By Dat Nguyen   March 10, 2021 | 07:41 pm PT
Investors association wants foreign execs to run Vietnam’s main stock exchange
Investors look at stock prices on a laptop at a brokerage in Ho Chi Minh City. Photo by VnExpress/Quynh Tran.
Vietnam Association of Financial Investors has called for replacing the Ho Chi Minh Stock Exchange’s managers with foreigners to deal with its chronic overload.

The bourse (HoSE) has been unable to cope with the daily transaction volume for three months now, and the blame for this lies with the poor management, the association (VAFI) said in a letter to the Ministry of Finance.

A new system has been in the works since 2012 but has yet to be installed though it typically takes only a few years, it said.

The top management does not understand the stock market or business management, VAFI alleged. "Their incompetence has meant investors are unable to get correct demand-supply data or place orders."

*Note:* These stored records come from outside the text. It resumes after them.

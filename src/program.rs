//! Pipeline glue: wires `LexStream -> BlockStream -> ExpressionStream ->
//! evaluate` together for one source file, the way the teacher's
//! `Interpreter::from_ast` / `run` (`src/interpreter/mod.rs`) and
//! `src/bin/why.rs`'s driver wire parser, type checker, and compiler.

use crate::block::BlockStream;
use crate::error::Error;
use crate::evaluator;
use crate::expression::ExpressionStream;
use crate::lexer::LexStream;
use crate::scope::Scope;
use crate::stdlib;
use crate::value::Value;

/// One interpreter run: a [`Scope`] (global frame pre-populated with the
/// standard library) plus the pipeline needed to evaluate source text
/// against it.
pub struct Program {
    scope: Scope,
}

impl Program {
    /// A fresh program with a new global scope, standard library already
    /// registered (`spec.md` §4.4: "the standard-library registration
    /// step happens before evaluation begins").
    pub fn new() -> Self {
        let scope = Scope::new();
        stdlib::register(&scope);
        Program { scope }
    }

    pub fn scope(&self) -> &Scope {
        &self.scope
    }

    /// Evaluate every top-level expression in `source` in source order,
    /// against this program's scope, and return the value each one
    /// produced. Propagates the first error encountered unchanged
    /// (`spec.md` §7: no recovery inside the core).
    pub fn run_source(&self, source: &str, file_name: &str) -> Result<Vec<Value>, Error> {
        let lex = LexStream::new(source, file_name);
        let blocks = BlockStream::new(lex.tokens()?);
        let expressions = ExpressionStream::new(blocks);

        let mut values = Vec::new();
        for expression in expressions {
            values.push(evaluator::evaluate(&expression?, &self.scope)?);
        }
        Ok(values)
    }
}

impl Default for Program {
    fn default() -> Self {
        Program::new()
    }
}

#[cfg(test)]
mod tests {
    use super::*;

    #[test]
    fn scenario_define_then_println() {
        let program = Program::new();
        let values = program
            .run_source("(define x 5) (println x)", "<test>")
            .unwrap();
        assert!(matches!(values[0], Value::Numeric(n) if n == 5.0));
        assert!(matches!(&values[1], Value::Text(s) if s == "5"));
    }

    #[test]
    fn scenario_addition() {
        let program = Program::new();
        let values = program.run_source("(+ 1 2)", "<test>").unwrap();
        assert_eq!(values.len(), 1);
        assert!(matches!(values[0], Value::Numeric(n) if n == 3.0));
    }

    #[test]
    fn scenario_undefined_reference() {
        let program = Program::new();
        let err = program.run_source("(foo)", "<test>").unwrap_err();
        assert_eq!(err.kind(), "invalid_state");
        assert!(err.message().contains("foo"));
    }

    #[test]
    fn scenario_unclosed_block() {
        let program = Program::new();
        let err = program.run_source("(+ 1", "<test>").unwrap_err();
        assert_eq!(err.kind(), "invalid_block");
    }

    #[test]
    fn empty_source_yields_no_values() {
        let program = Program::new();
        let values = program.run_source("", "<test>").unwrap();
        assert!(values.is_empty());
    }

    #[test]
    fn reuses_scope_across_multiple_run_source_calls() {
        let program = Program::new();
        program.run_source("(define x 7)", "<test>").unwrap();
        let values = program.run_source("(+ x 1)", "<test>").unwrap();
        assert!(matches!(values[0], Value::Numeric(n) if n == 8.0));
    }
}
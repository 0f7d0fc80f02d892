//! Structural validation of the raw configuration document
//!
//! The recognized shape is fixed and small:
//!
//! ```json
//! {
//!     "exclude": ["vendor/**"],
//!     "languages": { "js": { "jshint": { "failCiOnError": true } } }
//! }
//! ```
//!
//! so the checker is hand-written rather than schema-driven. Every
//! violation found in one pass is reported; callers aggregate them into
//! a single error instead of stopping at the first.

use std::fmt;

use serde_json::Value;

/// One structural mismatch, with a dotted location into the document.
#[derive(Debug, Clone, PartialEq, Eq)]
pub struct Violation {
    pub location: String,
    pub message: String,
}

impl Violation {
    fn new(location: impl Into<String>, message: impl Into<String>) -> Self {
        Self {
            location: location.into(),
            message: message.into(),
        }
    }
}

impl fmt::Display for Violation {
    fn fmt(&self, f: &mut fmt::Formatter<'_>) -> fmt::Result {
        write!(f, "{}: {}", self.location, self.message)
    }
}

/// Validate a parsed document against the fixed schema.
/// An empty result means the document is valid.
pub fn validate(doc: &Value) -> Vec<Violation> {
    let mut violations = Vec::new();

    let Some(root) = doc.as_object() else {
        violations.push(Violation::new("$", "configuration must be a JSON object"));
        return violations;
    };

    if let Some(exclude) = root.get("exclude") {
        check_exclude(exclude, &mut violations);
    }
    if let Some(languages) = root.get("languages") {
        check_languages(languages, &mut violations);
    }

    violations
}

fn check_exclude(exclude: &Value, violations: &mut Vec<Violation>) {
    let Some(items) = exclude.as_array() else {
        violations.push(Violation::new("exclude", "must be an array of strings"));
        return;
    };
    for (index, item) in items.iter().enumerate() {
        if !item.is_string() {
            violations.push(Violation::new(
                format!("exclude[{index}]"),
                "must be a string pattern",
            ));
        }
    }
}

fn check_languages(languages: &Value, violations: &mut Vec<Violation>) {
    let Some(buckets) = languages.as_object() else {
        violations.push(Violation::new(
            "languages",
            "must be an object keyed by language tag",
        ));
        return;
    };
    for (lang, bucket) in buckets {
        let Some(analysers) = bucket.as_object() else {
            violations.push(Violation::new(
                format!("languages.{lang}"),
                "must be an object keyed by analyser name",
            ));
            continue;
        };
        // Second pass: each analyser value must itself be a settings
        // object. Catches e.g. {"js": {"analysers": ["eslint"]}}, which
        // is an object one level up but an array where settings belong.
        for (name, settings) in analysers {
            if !(settings.is_object() || settings.is_null()) {
                violations.push(Violation::new(
                    format!("languages.{lang}.{name}"),
                    "analyser settings must be an object",
                ));
            }
        }
    }
}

VAFI called for hiring experienced foreign executives for key positions on HoSE, pointing out it has been done before in Singapore and Hong Kong.

Officials from the ministry and the State Securities Commission of Vietnam should not be hired for these positions since there is a difference between managing government agencies and businesses, it said.

Authorities should in fact privatize the Vietnam Stock Exchange and take a stock exchange in a developed market on board as a strategic shareholder who could provide management, technology and training, it said.

The Vietnam Exchange (VNX), the parent of HoSE and the Hanoi Stock Exchange, should be listed and become independent of the ministry and securities regulator, it added.

HoSE’s trading system, which has remained mostly unchanged for the last 20 years, has been overwhelmed after a huge number of new investors began trading in recent months.

Many complain about the trouble they have placing orders, especially in the afternoon when trading value rises to VND15 trillion ($652 million).

The finance ministry recently commissioned IT giant FPT to provide solutions to deal with the overload. The process could take three or four months.

There were 2.88 million stock trading accounts at the end of February, 21 percent up from a year earlier and equivalent to 2.96 percent of the country’s population. Last year the ratio of HoSE’s total market cap to GDP was 67.59 percent.